訴訟手続は、手続が複雑であり、裁判所に対して自らの主張を正確に記した書面を提出する必要があります。また、弁護士以外の代理人は認められておらず(簡易裁判所においては特例があります。)、弁護士を依頼しない場合には債権者本人が裁判所に出頭する必要があります。したがって、訴訟手続による債権回収を行う場合には、弁護士に依頼することを強くお勧めします。弁護士は判決による解決だけでなく、和解による解決に至るための交渉にも長けていますので、債務者と最終的に話し合いによって解決したいと考えている場合にも、弁護士を依頼するのがお勧めです。

 

5 当事務所にご相談いただいた場合の債権回収の流れ

債権回収には以上のような手段がありますが、当事務所にご相談いただいた場合には、おおよそ以下のような流れで債権回収手続が進むことになります。

 

①ご相談

債権に関する資料(借用書や契約書など)をご持参いただき、ご来所いただきます。もちろん、電話やメールでの相談も可能です。

その際、債務者の住所・勤務先・資産状況・これまでの対応など、できる限りの情報を提供いただけると債権回収の可能性が高まります。

ご相談の際、最初にどのような手段によって債権回収を開始するかを協議いたします。

②内容証明郵便による督促と交渉

債権額が少額であるなど、特にコストを抑えなければならない債権を除き、基本的にはまずは弁護士名にて内容証明郵便による督促を行います。

内容証明郵便に対して、債務者から電話があるなどの反応があった場合には、その時点で交渉を行い、訴訟の提起を行わずに解決できないかを探ります。

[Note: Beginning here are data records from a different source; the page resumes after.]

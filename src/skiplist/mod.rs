//! # SkipList - Probabilistic Ordered Index
//!
//! An ordered map from string keys to byte values with tombstone support.
//!
//! ## Design
//!
//! - Nodes live in an arena (`Vec<Node>`); forward links are arena indices
//! - Slot 0 is the head sentinel (-inf), slot 1 the tail sentinel (+inf),
//!   both with full-height towers
//! - Tower heights are sampled by fair coin flips, capped at [`MAX_HEIGHT`]
//! - Deletion overwrites the value with a tombstone; nodes are never unlinked
//!
//! ## Thread Safety
//!
//! `SkipList` itself carries no lock. Mutation needs `&mut SkipList`, so the
//! owner decides how it is synchronized: [`SharedSkipList`] wraps one list in a
//! `RwLock`, and the memtable guards all of its generations with a single lock.

mod shared;

pub use shared::SharedSkipList;

use bytes::Bytes;
use rand::rngs::StdRng;
use rand::{Rng, SeedableRng};

/// Maximum tower height of a node.
pub const MAX_HEIGHT: usize = 16;

const HEAD: usize = 0;
const TAIL: usize = 1;

/// Outcome of a successful key lookup.
///
/// A key that was never written yields `None` from [`SkipList::search`]; a key
/// that was written and later deleted yields `Some(Lookup::Tombstone)`.
#[derive(Debug, Clone, PartialEq, Eq)]
pub enum Lookup {
    /// The key holds a live value.
    Value(Bytes),
    /// The key was deleted.
    Tombstone,
}

impl Lookup {
    /// Returns the live value, or `None` for a tombstone.
    pub fn into_value(self) -> Option<Bytes> {
        match self {
            Lookup::Value(value) => Some(value),
            Lookup::Tombstone => None,
        }
    }

    /// Returns `true` if the key was deleted.
    pub fn is_tombstone(&self) -> bool {
        matches!(self, Lookup::Tombstone)
    }
}

#[derive(Debug)]
struct Node {
    key: String,
    // None marks a tombstone
    value: Option<Bytes>,
    tower: Box<[usize]>,
}

impl Node {
    fn sentinel(link: usize) -> Self {
        Self { key: String::new(), value: None, tower: vec![link; MAX_HEIGHT].into_boxed_slice() }
    }
}

/// Left and right neighbours of a key at every level.
struct Bounds {
    left: [usize; MAX_HEIGHT],
    right: [usize; MAX_HEIGHT],
}

/// Arena-backed skip list keyed by `String`.
///
/// # Example
///
/// ```rust
/// use lsmkv::skiplist::{Lookup, SkipList};
///
/// let mut list = SkipList::new();
/// list.insert("a", "1");
/// list.insert("b", "2");
/// assert_eq!(list.search("a"), Some(Lookup::Value("1".into())));
///
/// list.delete("a");
/// assert_eq!(list.search("a"), Some(Lookup::Tombstone));
/// assert_eq!(list.len(), 1);
/// ```
#[derive(Debug)]
pub struct SkipList {
    nodes: Vec<Node>,
    /// Live entries, tombstones excluded
    len: usize,
    /// Key + value bytes of live entries
    byte_size: usize,
    /// `byte_size` plus key bytes of tombstoned nodes
    footprint: usize,
    rng: StdRng,
}

impl SkipList {
    /// Creates an empty list whose tower heights are seeded from OS entropy.
    pub fn new() -> Self {
        Self::with_rng(StdRng::from_os_rng())
    }

    /// Creates an empty list with deterministic tower heights.
    pub fn with_seed(seed: u64) -> Self {
        Self::with_rng(StdRng::seed_from_u64(seed))
    }

    fn with_rng(rng: StdRng) -> Self {
        let nodes = vec![Node::sentinel(TAIL), Node::sentinel(TAIL)];
        Self { nodes, len: 0, byte_size: 0, footprint: 0, rng }
    }

    /// Returns the number of live entries.
    pub fn len(&self) -> usize {
        self.len
    }

    /// Returns `true` if the list holds no live entries.
    pub fn is_empty(&self) -> bool {
        self.len == 0
    }

    /// Returns the key + value bytes of all live entries.
    pub fn byte_size(&self) -> usize {
        self.byte_size
    }

    /// Returns the bytes held by all nodes: key + value bytes of live entries
    /// plus key bytes of tombstones.
    pub fn footprint(&self) -> usize {
        self.footprint
    }

    /// Returns what [`SkipList::footprint`] would be after writing `key`.
    ///
    /// `value_len` is `None` for a tombstone. An existing node for `key` is
    /// replaced, so only the difference is charged.
    pub fn projected_footprint(&self, key: &str, value_len: Option<usize>) -> usize {
        let incoming = key.len() + value_len.unwrap_or(0);
        match self.find(key) {
            Some(idx) => {
                let existing = key.len() + self.nodes[idx].value.as_ref().map_or(0, Bytes::len);
                self.footprint - existing + incoming
            }
            None => self.footprint + incoming,
        }
    }

    /// Returns the number of nodes, tombstoned ones included.
    pub fn node_count(&self) -> usize {
        self.nodes.len() - 2
    }

    /// Returns the current state of `key`, or `None` if it was never written.
    pub fn search(&self, key: &str) -> Option<Lookup> {
        self.find(key).map(|idx| match &self.nodes[idx].value {
            Some(value) => Lookup::Value(value.clone()),
            None => Lookup::Tombstone,
        })
    }

    /// Inserts or overwrites `key`.
    ///
    /// Returns `true` if the key became live: it was absent or tombstoned.
    pub fn insert(&mut self, key: &str, value: impl Into<Bytes>) -> bool {
        let value = value.into();
        let value_len = value.len();
        let bounds = self.find_bounds(key);

        if let Some(idx) = self.match_at(key, &bounds) {
            let node = &mut self.nodes[idx];
            let revived = match node.value.replace(value) {
                Some(old) => {
                    self.byte_size = self.byte_size - old.len() + value_len;
                    self.footprint = self.footprint - old.len() + value_len;
                    false
                }
                None => {
                    self.len += 1;
                    self.byte_size += key.len() + value_len;
                    // the key bytes were already charged to the tombstone
                    self.footprint += value_len;
                    true
                }
            };
            return revived;
        }

        self.byte_size += key.len() + value_len;
        self.footprint += key.len() + value_len;
        self.len += 1;
        self.splice(key, Some(value), &bounds);
        true
    }

    /// Same as [`SkipList::insert`].
    pub fn update(&mut self, key: &str, value: impl Into<Bytes>) -> bool {
        self.insert(key, value)
    }

    /// Tombstones `key` if it holds a live value.
    ///
    /// Returns `true` if a live value was removed. Absent keys are left absent.
    pub fn delete(&mut self, key: &str) -> bool {
        match self.find(key) {
            Some(idx) => self.tombstone(idx),
            None => false,
        }
    }

    /// Tombstones `key`, inserting a tombstone node if the key was never written.
    ///
    /// Used where a tombstone must shadow older data held elsewhere.
    /// Returns `true` if a live value was removed.
    pub fn mark_deleted(&mut self, key: &str) -> bool {
        let bounds = self.find_bounds(key);
        match self.match_at(key, &bounds) {
            Some(idx) => self.tombstone(idx),
            None => {
                self.footprint += key.len();
                self.splice(key, None, &bounds);
                false
            }
        }
    }

    /// Returns an iterator over all nodes in ascending key order.
    ///
    /// Tombstoned keys are yielded with a `None` value.
    pub fn iter(&self) -> Iter<'_> {
        Iter { list: self, cursor: HEAD }
    }

    /// Returns the node following `idx` on level 0, or `None` at the tail.
    pub(crate) fn entry_after(&self, idx: usize) -> Option<(usize, &str, Option<&Bytes>)> {
        let next = self.nodes[idx].tower[0];
        if next == TAIL {
            return None;
        }
        let node = &self.nodes[next];
        Some((next, node.key.as_str(), node.value.as_ref()))
    }

    /// Arena index to start an `entry_after` walk from.
    pub(crate) fn start() -> usize {
        HEAD
    }

    fn tombstone(&mut self, idx: usize) -> bool {
        let node = &mut self.nodes[idx];
        match node.value.take() {
            Some(old) => {
                self.len -= 1;
                self.byte_size -= node.key.len() + old.len();
                self.footprint -= old.len();
                true
            }
            None => false,
        }
    }

    /// Samples a tower height in `1..=MAX_HEIGHT`; `P(h) = 2^-h` below the cap.
    fn random_height(&mut self) -> usize {
        let mut height = 1;
        while height < MAX_HEIGHT && self.rng.random_bool(0.5) {
            height += 1;
        }
        height
    }

    fn find(&self, key: &str) -> Option<usize> {
        let mut cur = HEAD;
        for level in (0..MAX_HEIGHT).rev() {
            let mut next = self.nodes[cur].tower[level];
            while next != TAIL && self.nodes[next].key.as_str() < key {
                cur = next;
                next = self.nodes[cur].tower[level];
            }
        }
        let candidate = self.nodes[cur].tower[0];
        (candidate != TAIL && self.nodes[candidate].key == key).then_some(candidate)
    }

    /// Narrows `[left, right]` level by level from the top. Each level starts
    /// from the bracket inherited from the level above, so no node is scanned
    /// twice on the same level.
    fn find_bounds(&self, key: &str) -> Bounds {
        let mut bounds = Bounds { left: [HEAD; MAX_HEIGHT], right: [TAIL; MAX_HEIGHT] };
        let mut cur = HEAD;
        for level in (0..MAX_HEIGHT).rev() {
            let mut next = self.nodes[cur].tower[level];
            while next != TAIL && self.nodes[next].key.as_str() < key {
                cur = next;
                next = self.nodes[cur].tower[level];
            }
            bounds.left[level] = cur;
            bounds.right[level] = next;
        }
        bounds
    }

    fn match_at(&self, key: &str, bounds: &Bounds) -> Option<usize> {
        let candidate = bounds.right[0];
        (candidate != TAIL && self.nodes[candidate].key == key).then_some(candidate)
    }

    fn splice(&mut self, key: &str, value: Option<Bytes>, bounds: &Bounds) {
        let height = self.random_height();
        let idx = self.nodes.len();
        let tower: Box<[usize]> = bounds.right[..height].into();
        self.nodes.push(Node { key: key.to_owned(), value, tower });
        for level in 0..height {
            self.nodes[bounds.left[level]].tower[level] = idx;
        }
    }
}

impl Default for SkipList {
    fn default() -> Self {
        Self::new()
    }
}

/// Iterator over a [`SkipList`] in ascending key order.
pub struct Iter<'a> {
    list: &'a SkipList,
    cursor: usize,
}

impl<'a> Iterator for Iter<'a> {
    type Item = (&'a str, Option<&'a Bytes>);

    fn next(&mut self) -> Option<Self::Item> {
        let (idx, key, value) = self.list.entry_after(self.cursor)?;
        self.cursor = idx;
        Some((key, value))
    }
}
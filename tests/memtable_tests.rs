// Memtable Integration Tests
// These tests cover generation rotation, shadowing and draining

use lsmkv::{Error, Lookup, Memtable, Options};

fn small_memtable(threshold: usize) -> Memtable {
    let _ = env_logger::builder().is_test(true).try_init();
    Memtable::new(Options::default().memtable_size_threshold(threshold).tower_seed(1)).unwrap()
}

/// A write that would overflow the active generation rotates first
#[test]
fn test_rotation_before_overflowing_write() {
    let memtable = small_memtable(10);

    memtable.update("k1", "value1");
    assert_eq!(memtable.generation_count(), 1);
    assert_eq!(memtable.active_size(), 8);

    memtable.update("k2", "value2xx");
    assert_eq!(memtable.generation_count(), 2);
    assert_eq!(memtable.active_size(), 10);

    // k1 is served from the frozen generation
    assert_eq!(memtable.get("k1"), Some("value1".into()));
    assert_eq!(memtable.get("k2"), Some("value2xx".into()));
}

/// Overwriting a key charges only the growth of its value
#[test]
fn test_overwrite_charges_only_growth() {
    let memtable = small_memtable(10);

    memtable.update("k1", "value1");
    for round in 0..50 {
        memtable.update("k1", format!("value{}", round % 10));
    }
    assert_eq!(memtable.generation_count(), 1);
    assert_eq!(memtable.active_size(), 8);
    assert_eq!(memtable.get("k1"), Some("value9".into()));

    // shrinking then growing back within the threshold stays put
    memtable.update("k1", "v");
    memtable.update("k1", "value12");
    assert_eq!(memtable.generation_count(), 1);
    assert_eq!(memtable.active_size(), 9);
}

/// A stream of deletes rotates like a stream of writes
#[test]
fn test_deletes_rotate_generations() {
    let memtable = small_memtable(64);

    for i in 0..10_000 {
        memtable.delete(&format!("never_written_key_{:06}", i));
    }
    assert!(memtable.generation_count() > 1);
    assert!(memtable.active_footprint() <= 64);
    assert_eq!(memtable.active_size(), 0);
    assert!(memtable.is_empty());
    assert_eq!(memtable.lookup("never_written_key_000042"), Some(Lookup::Tombstone));
}

/// An entry bigger than the threshold still lands in an empty generation
#[test]
fn test_oversized_entry() {
    let memtable = small_memtable(4);

    memtable.update("big", "0123456789");
    assert_eq!(memtable.generation_count(), 1);
    assert_eq!(memtable.active_size(), 13);

    // The next write sees a full generation and rotates
    memtable.update("a", "b");
    assert_eq!(memtable.generation_count(), 2);
    assert_eq!(memtable.get("big"), Some("0123456789".into()));
}

/// A tombstone in a newer generation hides the value in an older one
#[test]
fn test_delete_shadows_older_generation() {
    let memtable = small_memtable(1024);

    memtable.update("user", "alice");
    assert!(memtable.freeze());
    memtable.delete("user");

    assert_eq!(memtable.generation_count(), 2);
    assert_eq!(memtable.get("user"), None);
    assert_eq!(memtable.lookup("user"), Some(Lookup::Tombstone));

    // A later write revives it in the same generation
    memtable.update("user", "bob");
    assert_eq!(memtable.get("user"), Some("bob".into()));
}

/// Newer generations win over older ones for the same key
#[test]
fn test_newest_value_wins() {
    let memtable = small_memtable(1024);

    for round in 0..5 {
        memtable.update("counter", format!("{}", round));
        memtable.freeze();
    }

    assert_eq!(memtable.generation_count(), 6);
    assert_eq!(memtable.get("counter"), Some("4".into()));
    assert_eq!(memtable.len(), 5);
}

/// Frozen generations drain oldest first and the active one is never handed out
#[test]
fn test_drain_oldest_first() {
    let memtable = small_memtable(1024);
    assert!(memtable.oldest_iterator().is_none());

    memtable.update("a", "1");
    assert!(memtable.oldest_iterator().is_none());
    memtable.freeze();
    memtable.update("b", "2");
    memtable.freeze();
    memtable.update("c", "3");

    let first = memtable.oldest_iterator().unwrap();
    let keys: Vec<String> = first.map(|entry| entry.key().to_string()).collect();
    assert_eq!(keys, vec!["a"]);

    let oldest = memtable.discard_oldest().unwrap();
    let second = memtable.oldest_iterator().unwrap();
    assert!(second.generation_id() > oldest);
    let keys: Vec<String> = second.map(|entry| entry.key().to_string()).collect();
    assert_eq!(keys, vec!["b"]);

    memtable.discard_oldest();
    assert!(memtable.oldest_iterator().is_none());
    assert_eq!(memtable.generation_count(), 1);
    assert_eq!(memtable.get("a"), None);
    assert_eq!(memtable.get("c"), Some("3".into()));
}

/// Discarding by id refuses a generation that is not the oldest
#[test]
fn test_discard_generation_checks_id() {
    let memtable = small_memtable(1024);
    memtable.update("a", "1");
    memtable.freeze();
    memtable.update("b", "2");

    let id = memtable.oldest_iterator().unwrap().generation_id();
    assert!(matches!(memtable.discard_generation(id + 1), Err(Error::InvalidState(_))));
    memtable.discard_generation(id).unwrap();
    assert!(matches!(memtable.discard_generation(id), Err(Error::InvalidState(_))));
}

/// Iterators keep their generation alive after it is discarded
#[test]
fn test_iterator_outlives_discard() {
    let memtable = small_memtable(1024);
    memtable.update("k", "v");
    memtable.delete("gone");
    memtable.freeze();

    let iter = memtable.oldest_iterator().unwrap();
    memtable.discard_oldest();

    let entries: Vec<_> = iter.map(|entry| entry.into_parts()).collect();
    assert_eq!(entries, vec![("gone".to_string(), None), ("k".to_string(), Some("v".into()))]);
}

/// Options are validated on construction
#[test]
fn test_invalid_options() {
    let result = Memtable::new(Options::default().memtable_size_threshold(0));
    assert!(matches!(result, Err(Error::InvalidArgument(_))));
}
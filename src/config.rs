//! Configuration options for the lsmkv storage core.

use crate::btree::{HEADER_LEN, PAGE_SIZE};
use serde::{Deserialize, Serialize};
use std::path::Path;

/// Default generation rotation threshold (256 MiB).
pub const DEFAULT_MEMTABLE_SIZE_THRESHOLD: usize = 256 * 1024 * 1024;

/// Configuration options for a [`Memtable`](crate::Memtable) and the flush driver.
#[derive(Debug, Clone, PartialEq, Eq, Serialize, Deserialize)]
#[serde(default)]
pub struct Options {
    /// Byte size (key + value bytes of live entries) at which the active
    /// generation is frozen and a new one started.
    /// Default: 256MB
    pub memtable_size_threshold: usize,

    /// Seed for tower height sampling. Generation `n` uses `seed + n`.
    /// `None` seeds every generation from OS entropy.
    /// Default: None
    pub tower_seed: Option<u64>,

    /// Upper bound on a leaf page's `size` when the flush driver packs pairs.
    /// Default: 4096 (a full page)
    pub leaf_fill_limit: usize,
}

impl Default for Options {
    fn default() -> Self {
        Self {
            memtable_size_threshold: DEFAULT_MEMTABLE_SIZE_THRESHOLD,
            tower_seed: None,
            leaf_fill_limit: PAGE_SIZE,
        }
    }
}

impl Options {
    /// Creates a new Options with default values.
    pub fn new() -> Self {
        Self::default()
    }

    /// Sets the generation rotation threshold.
    pub fn memtable_size_threshold(mut self, size: usize) -> Self {
        self.memtable_size_threshold = size;
        self
    }

    /// Sets the tower height seed.
    pub fn tower_seed(mut self, seed: u64) -> Self {
        self.tower_seed = Some(seed);
        self
    }

    /// Sets the leaf fill limit used by the flush driver.
    pub fn leaf_fill_limit(mut self, limit: usize) -> Self {
        self.leaf_fill_limit = limit;
        self
    }

    /// Parses options from a JSON document. Missing fields take their defaults.
    pub fn from_json_str(json: &str) -> crate::Result<Self> {
        let options: Options = serde_json::from_str(json)?;
        options.validate()?;
        Ok(options)
    }

    /// Reads options from a JSON file.
    pub fn from_json_file<P: AsRef<Path>>(path: P) -> crate::Result<Self> {
        let json = std::fs::read_to_string(path)?;
        Self::from_json_str(&json)
    }

    /// Validates the options and returns an error if any are invalid.
    pub fn validate(&self) -> crate::Result<()> {
        if self.memtable_size_threshold == 0 {
            return Err(crate::Error::invalid_argument("memtable_size_threshold must be > 0"));
        }
        if self.leaf_fill_limit <= HEADER_LEN || self.leaf_fill_limit > PAGE_SIZE {
            return Err(crate::Error::invalid_argument(format!(
                "leaf_fill_limit must be in ({}, {}]",
                HEADER_LEN, PAGE_SIZE
            )));
        }
        Ok(())
    }
}
//! Flush iterator over a frozen memtable generation.

use super::Generation;
use crate::skiplist::SkipList;
use bytes::Bytes;
use std::sync::Arc;

/// Iterator over the oldest frozen generation in ascending key order.
///
/// The iterator keeps the generation alive on its own, so the memtable lock is
/// not held while a flush consumer walks it. Tombstones are emitted with a
/// `None` value so the consumer can decide whether they must be persisted.
/// To restart, ask the memtable for a new iterator.
pub struct FlushIterator {
    generation: Arc<Generation>,
    cursor: usize,
}

impl FlushIterator {
    pub(super) fn new(generation: Arc<Generation>) -> Self {
        Self { generation, cursor: SkipList::start() }
    }

    /// Returns the id of the generation being iterated.
    pub fn generation_id(&self) -> u64 {
        self.generation.id()
    }
}

impl Iterator for FlushIterator {
    type Item = FlushEntry;

    fn next(&mut self) -> Option<Self::Item> {
        let (idx, key, value) = self.generation.list().entry_after(self.cursor)?;
        self.cursor = idx;
        Some(FlushEntry { key: key.to_owned(), value: value.cloned() })
    }
}

/// A single record of a frozen generation.
#[derive(Debug, Clone, PartialEq, Eq)]
pub struct FlushEntry {
    key: String,
    value: Option<Bytes>,
}

impl FlushEntry {
    /// Returns the key of this entry.
    pub fn key(&self) -> &str {
        &self.key
    }

    /// Returns the value, or `None` for a tombstone.
    pub fn value(&self) -> Option<&Bytes> {
        self.value.as_ref()
    }

    /// Returns `true` if this entry records a deletion.
    pub fn is_tombstone(&self) -> bool {
        self.value.is_none()
    }

    /// Splits the entry into key and value.
    pub fn into_parts(self) -> (String, Option<Bytes>) {
        (self.key, self.value)
    }
}
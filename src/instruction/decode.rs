//! Bit-exact decoding of 32-bit words into instruction records.

use super::fields::*;
use super::{
    AddressingMode, ArithmeticOp, BitMode, Branch, Condition, DataTransfer, DpImmediate,
    DpRegister, Instruction, LogicalOp, MultiplyOp, RegisterId, ShiftType, WideMoveOp,
};
use crate::bits::{extract, sign_extend};
use crate::error::DecodeError;

impl Instruction {
    /// Decodes a 32-bit word, classifying it through the op0 field.
    ///
    /// Fails on words outside the supported subset; the halt and nop
    /// patterns are the caller's concern and are never passed here by the
    /// emulator.
    pub fn decode(word: u32) -> Result<Self, DecodeError> {
        let op0 = extract(word as u64, OP0_LO, OP0_HI);

        if op0 & DP_IMM_OP0_MASK == DP_IMM_OP0_PATTERN {
            decode_dp_immediate(word)
        } else if op0 & DP_REG_OP0_MASK == DP_REG_OP0_PATTERN {
            Ok(decode_dp_register(word))
        } else if op0 & SDT_OP0_MASK == SDT_OP0_PATTERN {
            Ok(decode_data_transfer(word))
        } else if op0 & BRANCH_OP0_MASK == BRANCH_OP0_PATTERN {
            decode_branch(word)
        } else {
            Err(DecodeError::UnknownClass(word))
        }
    }
}

fn register(word: u32, position: u32) -> RegisterId {
    extract(word as u64, position, position + 4) as RegisterId
}

fn decode_dp_immediate(word: u32) -> Result<Instruction, DecodeError> {
    let w = word as u64;
    let sf = BitMode::from_sf(extract(w, DP_SF, DP_SF));
    let opc = extract(w, DP_OPC, DP_OPC + 1);
    let rd = register(word, 0);

    let dp = match extract(w, OPI, OPI + 2) as u32 {
        ARITHMETIC_OPI => DpImmediate::Arithmetic {
            sf,
            op: ArithmeticOp::from_opc(opc),
            sh: extract(w, SH, SH) == 1,
            imm12: extract(w, IMM12, IMM12 + 11) as u16,
            rn: register(word, RN),
            rd,
        },
        WIDE_MOVE_OPI => DpImmediate::WideMove {
            sf,
            op: match opc {
                0 => WideMoveOp::Movn,
                2 => WideMoveOp::Movz,
                3 => WideMoveOp::Movk,
                _ => return Err(DecodeError::InvalidWideMoveOpcode(opc as u8)),
            },
            hw: extract(w, HW, HW + 1) as u8,
            imm16: extract(w, IMM16, IMM16 + 15) as u16,
            rd,
        },
        _ => return Err(DecodeError::UnknownImmediateGroup(word)),
    };

    Ok(Instruction::DataProcessingImmediate(dp))
}

fn decode_dp_register(word: u32) -> Instruction {
    let w = word as u64;
    let sf = BitMode::from_sf(extract(w, DP_SF, DP_SF));
    let opc = extract(w, DP_OPC, DP_OPC + 1);
    let rm = register(word, RM);
    let rn = register(word, RN);
    let rd = register(word, 0);

    let dp = if extract(w, M, M) == 1 {
        DpRegister::Multiply {
            sf,
            op: if extract(w, X, X) == 0 {
                MultiplyOp::Madd
            } else {
                MultiplyOp::Msub
            },
            rm,
            ra: register(word, RA),
            rn,
            rd,
        }
    } else {
        let shift = ShiftType::from_code(extract(w, SHIFT, SHIFT + 1));
        let amount = extract(w, OPERAND, OPERAND + 5) as u8;
        if extract(w, ARITHMETIC_BIT, ARITHMETIC_BIT) == 1 {
            DpRegister::Arithmetic {
                sf,
                op: ArithmeticOp::from_opc(opc),
                shift,
                amount,
                rm,
                rn,
                rd,
            }
        } else {
            DpRegister::Logical {
                sf,
                op: LogicalOp::from_fields(opc, extract(w, N, N)),
                shift,
                amount,
                rm,
                rn,
                rd,
            }
        }
    };

    Instruction::DataProcessingRegister(dp)
}

fn decode_data_transfer(word: u32) -> Instruction {
    let w = word as u64;
    let sf = BitMode::from_sf(extract(w, SDT_SF, SDT_SF));
    let rt = register(word, 0);

    let transfer = if extract(w, SDT_IDENTIFIER, SDT_IDENTIFIER) == 1 {
        // U selects the unsigned offset, then R the register offset, then I
        // picks between pre- and post-index.
        let mode = if extract(w, U, U) == 1 {
            AddressingMode::UnsignedOffset(extract(w, IMM12, IMM12 + 11) as u16)
        } else if extract(w, R, R) == 1 {
            AddressingMode::RegisterOffset(register(word, XM))
        } else {
            let simm9 = sign_extend(extract(w, SIMM9, SIMM9 + 8), 9) as i16;
            if extract(w, I, I) == 1 {
                AddressingMode::PreIndex(simm9)
            } else {
                AddressingMode::PostIndex(simm9)
            }
        };

        DataTransfer::Sdt {
            sf,
            load: extract(w, L, L) == 1,
            mode,
            xn: register(word, XN),
            rt,
        }
    } else {
        DataTransfer::LoadLiteral {
            sf,
            simm19: sign_extend(extract(w, SIMM19, SIMM19 + 18), 19) as i32,
            rt,
        }
    };

    Instruction::SingleDataTransfer(transfer)
}

fn decode_branch(word: u32) -> Result<Instruction, DecodeError> {
    let w = word as u64;

    let branch = match extract(w, BRANCH_IDENTIFIER, BRANCH_IDENTIFIER + 1) {
        UNCONDITIONAL_IDENTIFIER => Branch::Unconditional {
            simm26: sign_extend(extract(w, 0, 25), 26) as i32,
        },
        REGISTER_IDENTIFIER => Branch::Register {
            xn: register(word, XN),
        },
        CONDITIONAL_IDENTIFIER => Branch::Conditional {
            simm19: sign_extend(extract(w, SIMM19, SIMM19 + 18), 19) as i32,
            cond: match extract(w, COND, COND + 3) {
                0 => Condition::Eq,
                1 => Condition::Ne,
                10 => Condition::Ge,
                11 => Condition::Lt,
                12 => Condition::Gt,
                13 => Condition::Le,
                14 => Condition::Al,
                code => return Err(DecodeError::InvalidCondition(code as u8)),
            },
        },
        _ => return Err(DecodeError::InvalidBranchKind(word)),
    };

    Ok(Instruction::Branch(branch))
}
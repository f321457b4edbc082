//! Exposed constructors API for the [`Interpreter`]

use super::Interpreter;
use crate::consts::{GENERAL_REGISTER_COUNT, MEMORY_SIZE};
use crate::state::Pstate;

impl Interpreter {
    /// Creates an interpreter in the reset state: zeroed memory and
    /// registers, `PC = 0` and PSTATE `(N, Z, C, V) = (0, 1, 0, 0)`.
    pub fn new() -> Self {
        Self {
            registers: [0; GENERAL_REGISTER_COUNT],
            memory: vec![0; MEMORY_SIZE],
            pc: 0,
            pstate: Pstate::default(),
        }
    }
}

impl Default for Interpreter {
    fn default() -> Self {
        Self::new()
    }
}
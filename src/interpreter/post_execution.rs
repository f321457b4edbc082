use super::Interpreter;

use std::io::{self, Write};

use itertools::Itertools;

impl Interpreter {
    /// Writes the final machine state: every general-purpose register, the
    /// PC, the PSTATE flags and all non-zero 32-bit memory words in
    /// ascending address order.
    pub fn write_state<W: Write>(&self, out: &mut W) -> io::Result<()> {
        writeln!(out, "Registers:")?;
        for (index, value) in self.registers.iter().enumerate() {
            writeln!(out, "X{index:02} = {value:016x}")?;
        }
        writeln!(out, "PC  = {:016x}", self.pc)?;
        writeln!(
            out,
            "PSTATE : {}{}{}{}",
            flag(self.pstate.n, 'N'),
            flag(self.pstate.z, 'Z'),
            flag(self.pstate.c, 'C'),
            flag(self.pstate.v, 'V')
        )?;

        writeln!(out, "Non-Zero memory:")?;
        let words = self
            .memory
            .iter()
            .tuples()
            .map(|(a, b, c, d)| u32::from_le_bytes([*a, *b, *c, *d]));
        for (index, word) in words.enumerate() {
            if word != 0 {
                writeln!(out, "{:#010x} : {word:08x}", index * 4)?;
            }
        }

        Ok(())
    }
}

fn flag(set: bool, symbol: char) -> char {
    if set {
        symbol
    } else {
        '-'
    }
}

#[cfg(test)]
mod tests {
    use super::*;
    use crate::instruction::BitMode;

    #[test]
    fn dump_lists_registers_flags_and_non_zero_words() {
        let mut vm = Interpreter::new();
        vm.write_register(BitMode::Bit64, 0, 0x1234);
        vm.write_memory(BitMode::Bit32, 0x100, 0x42).unwrap();

        let mut dump = Vec::new();
        vm.write_state(&mut dump).unwrap();
        let dump = String::from_utf8(dump).unwrap();

        assert!(dump.starts_with("Registers:\n"));
        assert!(dump.contains("X00 = 0000000000001234\n"));
        assert!(dump.contains("X30 = 0000000000000000\n"));
        assert!(dump.contains("PC  = 0000000000000000\n"));
        assert!(dump.contains("PSTATE : -Z--\n"));
        assert!(dump.contains("0x00000100 : 00000042\n"));
        assert!(!dump.contains("0x00000104"));
    }
}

この時点で交渉が成立した場合は、債務者との間で合意書などの書面を作成します。場合によっては、合意の内容を公正証書にする場合もあります。

③仮差押の申立

債務者に資産があることが判明している場合には、仮差押の申立を検討します。仮差押は、裁判所の命令によって債務者の財産を処分できないようにする手続ですが、この命令を得るためには、仮差押えをしなければならない必要性を裁判所に証明することが必要です。また、債務者の言い分を聞かないで差押えをする手続なので、債権者は裁判所に保証金を納める必要があります。

④訴訟の提起

内容証明郵便に対する督促に対して債務者から何も反応がなかったり、反応があって交渉しても交渉がまとまらなかったりした場合には、訴訟提起を行います。

訴訟提起後は、判決を取得するために活動しますが、判決に至る前に和解による解決が可能かどうかを検討します。和解を成立させるためには、債権者・債務者ともに譲歩が必要ですが、一般に判決による解決よりも早期に解決ができ、その後の支払も判決による解決よりも確実に行われる可能性が高いため、可能な限り和解の可能性を探ります。

なお、債務者に資産があることが分かっていたり、仮差押えができていたりする場合には、判決によって最大限の回収ができる可能性があるため、早期に判決が取得できるように努力をします。

⑤強制執行の申立

訴訟による判決が出たにもかかわらず債務者が支払をしない場合、あるいは和解によって支払いが決まったにもかかわらず債務者が支払をしない場合、判決書や和解調書によって強制執行をします。強制執行の対象となる財産には、不動産・動産・預金・給与などがあります。